Aim of the task: Across all entries below, how many lines include "CapacityPatchSet"? Answer with the number alone.

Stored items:
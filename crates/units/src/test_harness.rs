//! # TestHost: headless harness for the unit pool
//!
//! Wraps a `bevy::app::App` with `UnitsPlugin` and plays the host's part of
//! the load sequence: it decodes save metadata, runs the lifecycle
//! schedules, and copies saved records into the live array in between, the
//! way the host's deserialiser would.

use std::collections::BTreeMap;

use bevy::app::App;
use bevy::prelude::*;

use crate::buffer_handle::BufferReplaced;
use crate::citizen_units::{CitizenUnit, CitizenUnits};
use crate::citizens::{CitizenInstances, Citizens};
use crate::lifecycle::{AfterDeserialize, BeforeDeserialize, LevelLoaded};
use crate::metadata::{SimulationMetaData, EXPANDED_UNITS_KEY};
use crate::migration::{CapacityPlan, MigrationContext, MigrationEngine, MigrationState};
use crate::owners::{
    Building, BuildingKind, Buildings, CapacityParams, OwnerInfo, OwnerKind, OWNER_CREATED,
};
use crate::patching::{CapacityPatchSet, Instruction, MethodTable, PatchHost};
use crate::settings::UnitSettings;
use crate::validator::LastValidation;
use crate::{PoolLimits, UnitsPlugin};

/// Small capacities so tests stay fast; ratios match the real plan.
pub const TEST_PLAN: CapacityPlan = CapacityPlan {
    original: 256,
    expanded: 512,
    simulation_frames: 16,
};

pub const TEST_LIMITS: PoolLimits = PoolLimits {
    citizens: 1024,
    instances: 64,
    buildings: 32,
    vehicles: 16,
};

/// What the host writes into a save file, reduced to the parts the unit
/// pool cares about.
#[derive(Debug, Clone, Default)]
pub struct SaveImage {
    pub overrides: BTreeMap<String, bool>,
    pub units: Vec<CitizenUnit>,
}

impl SaveImage {
    /// A save written without expansion: original-size array, no flag.
    pub fn original(records: &[(usize, CitizenUnit)]) -> Self {
        let mut units = vec![CitizenUnit::default(); TEST_PLAN.original as usize];
        for (index, unit) in records {
            units[*index] = *unit;
        }
        Self {
            overrides: BTreeMap::new(),
            units,
        }
    }

    pub fn is_expanded(&self) -> bool {
        self.overrides.get(EXPANDED_UNITS_KEY).copied().unwrap_or(false)
    }
}

/// Method bodies for every target of the capacity patch set, each loading
/// its literal once.
pub fn host_method_table(plan: &CapacityPlan) -> MethodTable {
    let set = CapacityPatchSet::new(plan);
    let mut table = MethodTable::default();
    for entry in set.entries().iter().filter(|e| !e.optional) {
        table.insert(
            entry.target,
            vec![
                Instruction::Other("ldarg.0".into()),
                Instruction::LoadConst(entry.matcher.0),
            ],
        );
    }
    let chunk = set.chunk_entry();
    table.insert(chunk.target, vec![Instruction::LoadConst(chunk.matcher.0)]);
    table
}

pub struct TestHost {
    app: App,
}

impl Default for TestHost {
    fn default() -> Self {
        Self::new()
    }
}

impl TestHost {
    // -----------------------------------------------------------------------
    // Constructors
    // -----------------------------------------------------------------------

    pub fn new() -> Self {
        Self::with_settings(UnitSettings::default())
    }

    pub fn with_settings(settings: UnitSettings) -> Self {
        let mut app = App::new();
        app.add_plugins(MinimalPlugins);

        // Insert the patcher BEFORE UnitsPlugin so its default is skipped.
        app.insert_resource(PatchHost::new(host_method_table(&TEST_PLAN)));
        app.add_plugins(UnitsPlugin {
            plan: TEST_PLAN,
            limits: TEST_LIMITS,
        });
        app.world_mut().resource_mut::<MigrationContext>().settings = settings;

        // Run one update so Startup systems execute.
        app.update();
        Self { app }
    }

    // -----------------------------------------------------------------------
    // World setup
    // -----------------------------------------------------------------------

    /// Adds a standing residential building with room for `homes` households.
    pub fn with_house(mut self, id: u16, homes: u32) -> Self {
        let world = self.app.world_mut();
        if let Some(building) = world.resource_mut::<Buildings>().into_inner().get_mut(id) {
            *building = Building {
                flags: OWNER_CREATED,
                info: Some(OwnerInfo {
                    kind: OwnerKind::Building(BuildingKind::Private),
                    level: 0,
                    params: CapacityParams {
                        homes,
                        ..Default::default()
                    },
                }),
                citizen_units: 0,
            };
        }
        self
    }

    pub fn spawn_citizen(&mut self, home: u16) -> u32 {
        self.app
            .world_mut()
            .resource_mut::<Citizens>()
            .spawn(home)
            .expect("citizen pool full")
    }

    pub fn spawn_instance(&mut self, citizen: u32) -> u32 {
        self.app
            .world_mut()
            .resource_mut::<CitizenInstances>()
            .spawn(citizen)
            .expect("instance pool full")
    }

    pub fn set_building_head(&mut self, id: u16, head: u32) {
        let mut buildings = self.app.world_mut().resource_mut::<Buildings>();
        if let Some(building) = buildings.get_mut(id) {
            building.citizen_units = head;
        }
    }

    pub fn context_mut(&mut self) -> Mut<'_, MigrationContext> {
        self.app.world_mut().resource_mut::<MigrationContext>()
    }

    // -----------------------------------------------------------------------
    // Host load sequence
    // -----------------------------------------------------------------------

    /// Loads `save` the way the host does.
    pub fn load(&mut self, save: &SaveImage) {
        let world = self.app.world_mut();
        world.insert_resource(SimulationMetaData::from_overrides(save.overrides.clone()));

        world.run_schedule(BeforeDeserialize);

        let len = world.resource::<MigrationContext>().deserialize_len() as usize;
        {
            let mut units = world.resource_mut::<CitizenUnits>();
            let buffer = units.slab_mut().buffer_mut();
            let count = len.min(save.units.len()).min(buffer.len());
            buffer[..count].copy_from_slice(&save.units[..count]);
        }

        world.run_schedule(AfterDeserialize);
        world.run_schedule(LevelLoaded);
    }

    /// Starts a level without a save.
    pub fn new_game(&mut self) {
        self.app.world_mut().run_schedule(LevelLoaded);
    }

    /// Writes the current state out the way the host's serialiser does.
    pub fn save(&self) -> SaveImage {
        let world = self.app.world();
        SaveImage {
            overrides: world.resource::<SimulationMetaData>().overrides(),
            units: world.resource::<CitizenUnits>().slab().buffer().to_vec(),
        }
    }

    /// Advance the app one frame.
    pub fn tick(&mut self) {
        self.app.update();
    }

    // -----------------------------------------------------------------------
    // Queries
    // -----------------------------------------------------------------------

    pub fn world(&self) -> &World {
        self.app.world()
    }

    pub fn world_mut(&mut self) -> &mut World {
        self.app.world_mut()
    }

    pub fn units(&self) -> &CitizenUnits {
        self.app.world().resource::<CitizenUnits>()
    }

    pub fn units_mut(&mut self) -> Mut<'_, CitizenUnits> {
        self.app.world_mut().resource_mut::<CitizenUnits>()
    }

    pub fn state(&self) -> MigrationState {
        self.app.world().resource::<MigrationEngine>().state()
    }

    pub fn context(&self) -> &MigrationContext {
        self.app.world().resource::<MigrationContext>()
    }

    pub fn patches(&self) -> &PatchHost {
        self.app.world().resource::<PatchHost>()
    }

    pub fn buildings(&self) -> &Buildings {
        self.app.world().resource::<Buildings>()
    }

    pub fn citizens(&self) -> &Citizens {
        self.app.world().resource::<Citizens>()
    }

    pub fn last_validation(&self) -> Option<crate::validator::ValidationReport> {
        self.app.world().resource::<LastValidation>().0
    }

    pub fn metadata_expanded(&self) -> bool {
        self.app
            .world()
            .resource::<SimulationMetaData>()
            .loading_expanded()
    }

    /// Replacement notices still buffered.
    pub fn replaced_events(&self) -> Vec<BufferReplaced> {
        self.app
            .world()
            .resource::<Events<BufferReplaced>>()
            .iter_current_update_events()
            .copied()
            .collect()
    }
}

Response for this exercise: 2